● **What you need to do**
A single number is the whole answer: the count of lines in these entries that hold "Toad".

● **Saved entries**
####################

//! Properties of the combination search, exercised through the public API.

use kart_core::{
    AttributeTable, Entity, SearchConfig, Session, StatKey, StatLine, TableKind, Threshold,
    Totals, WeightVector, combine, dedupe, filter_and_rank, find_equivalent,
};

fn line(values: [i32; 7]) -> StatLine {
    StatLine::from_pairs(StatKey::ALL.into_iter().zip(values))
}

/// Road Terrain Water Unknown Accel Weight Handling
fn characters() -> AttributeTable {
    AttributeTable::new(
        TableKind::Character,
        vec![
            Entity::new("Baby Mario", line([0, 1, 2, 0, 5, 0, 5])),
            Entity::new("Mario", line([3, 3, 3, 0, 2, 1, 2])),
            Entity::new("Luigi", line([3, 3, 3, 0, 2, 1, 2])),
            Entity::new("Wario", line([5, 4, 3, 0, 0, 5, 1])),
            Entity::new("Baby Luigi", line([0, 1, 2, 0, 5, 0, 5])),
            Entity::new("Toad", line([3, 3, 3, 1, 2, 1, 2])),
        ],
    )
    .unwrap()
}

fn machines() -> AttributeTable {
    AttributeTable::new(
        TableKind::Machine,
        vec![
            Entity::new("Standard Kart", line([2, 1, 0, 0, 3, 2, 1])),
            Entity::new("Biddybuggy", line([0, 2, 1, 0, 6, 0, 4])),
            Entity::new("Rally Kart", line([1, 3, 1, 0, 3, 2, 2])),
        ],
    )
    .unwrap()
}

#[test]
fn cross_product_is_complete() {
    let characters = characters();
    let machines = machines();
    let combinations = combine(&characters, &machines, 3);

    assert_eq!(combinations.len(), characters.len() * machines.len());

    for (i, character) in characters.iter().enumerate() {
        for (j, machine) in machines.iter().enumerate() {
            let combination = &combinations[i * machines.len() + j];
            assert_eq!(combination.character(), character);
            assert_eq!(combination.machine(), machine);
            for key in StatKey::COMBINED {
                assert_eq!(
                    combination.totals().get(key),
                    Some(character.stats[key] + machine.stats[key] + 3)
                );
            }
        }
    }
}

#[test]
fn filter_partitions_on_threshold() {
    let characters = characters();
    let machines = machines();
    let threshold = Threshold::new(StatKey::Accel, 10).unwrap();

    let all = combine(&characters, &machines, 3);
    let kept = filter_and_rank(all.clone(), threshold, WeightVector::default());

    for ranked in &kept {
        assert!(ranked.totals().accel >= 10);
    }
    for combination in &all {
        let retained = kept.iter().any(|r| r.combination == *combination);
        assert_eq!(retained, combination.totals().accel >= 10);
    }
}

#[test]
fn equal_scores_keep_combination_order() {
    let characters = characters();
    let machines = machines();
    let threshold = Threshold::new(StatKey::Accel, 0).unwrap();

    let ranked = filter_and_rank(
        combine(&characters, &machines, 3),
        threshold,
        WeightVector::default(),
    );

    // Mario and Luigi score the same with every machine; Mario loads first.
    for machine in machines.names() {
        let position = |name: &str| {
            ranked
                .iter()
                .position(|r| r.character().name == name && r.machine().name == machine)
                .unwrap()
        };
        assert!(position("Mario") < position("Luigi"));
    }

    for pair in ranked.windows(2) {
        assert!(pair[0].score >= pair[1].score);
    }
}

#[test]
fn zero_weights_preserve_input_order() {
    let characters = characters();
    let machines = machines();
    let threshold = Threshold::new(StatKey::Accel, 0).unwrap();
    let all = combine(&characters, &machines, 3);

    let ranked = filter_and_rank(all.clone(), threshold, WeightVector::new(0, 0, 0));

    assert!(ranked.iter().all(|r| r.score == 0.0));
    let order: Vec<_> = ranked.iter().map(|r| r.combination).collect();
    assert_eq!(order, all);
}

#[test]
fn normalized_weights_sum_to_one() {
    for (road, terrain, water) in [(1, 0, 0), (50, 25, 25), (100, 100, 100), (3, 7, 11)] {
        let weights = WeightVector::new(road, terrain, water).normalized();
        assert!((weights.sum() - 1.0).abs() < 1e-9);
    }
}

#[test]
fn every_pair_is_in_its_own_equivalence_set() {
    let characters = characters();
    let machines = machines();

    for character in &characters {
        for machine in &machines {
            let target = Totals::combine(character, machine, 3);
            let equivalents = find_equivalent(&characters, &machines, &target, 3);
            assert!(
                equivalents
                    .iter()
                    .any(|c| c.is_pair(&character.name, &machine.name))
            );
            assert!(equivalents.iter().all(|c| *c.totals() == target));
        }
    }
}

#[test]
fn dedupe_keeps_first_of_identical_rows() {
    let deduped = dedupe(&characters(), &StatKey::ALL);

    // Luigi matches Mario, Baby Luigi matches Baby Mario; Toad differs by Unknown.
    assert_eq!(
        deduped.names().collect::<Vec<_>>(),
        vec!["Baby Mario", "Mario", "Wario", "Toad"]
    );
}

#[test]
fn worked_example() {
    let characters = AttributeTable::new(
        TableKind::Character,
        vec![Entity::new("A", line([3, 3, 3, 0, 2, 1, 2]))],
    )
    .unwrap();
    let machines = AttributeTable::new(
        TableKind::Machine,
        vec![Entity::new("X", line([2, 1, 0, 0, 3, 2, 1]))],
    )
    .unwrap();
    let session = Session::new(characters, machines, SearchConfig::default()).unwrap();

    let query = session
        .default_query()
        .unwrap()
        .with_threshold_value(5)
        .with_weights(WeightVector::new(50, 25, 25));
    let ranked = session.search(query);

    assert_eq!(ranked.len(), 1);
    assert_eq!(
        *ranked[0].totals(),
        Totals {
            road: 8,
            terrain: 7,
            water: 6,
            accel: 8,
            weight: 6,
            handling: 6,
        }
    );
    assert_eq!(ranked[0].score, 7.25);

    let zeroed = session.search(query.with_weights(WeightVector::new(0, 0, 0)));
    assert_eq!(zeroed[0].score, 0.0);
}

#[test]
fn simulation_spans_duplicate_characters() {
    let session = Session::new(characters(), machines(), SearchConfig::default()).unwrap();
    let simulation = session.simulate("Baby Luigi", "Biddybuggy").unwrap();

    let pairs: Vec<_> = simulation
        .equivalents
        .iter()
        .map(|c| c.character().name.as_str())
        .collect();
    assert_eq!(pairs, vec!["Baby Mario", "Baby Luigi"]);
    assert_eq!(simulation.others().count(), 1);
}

####################

● **Your solution**
3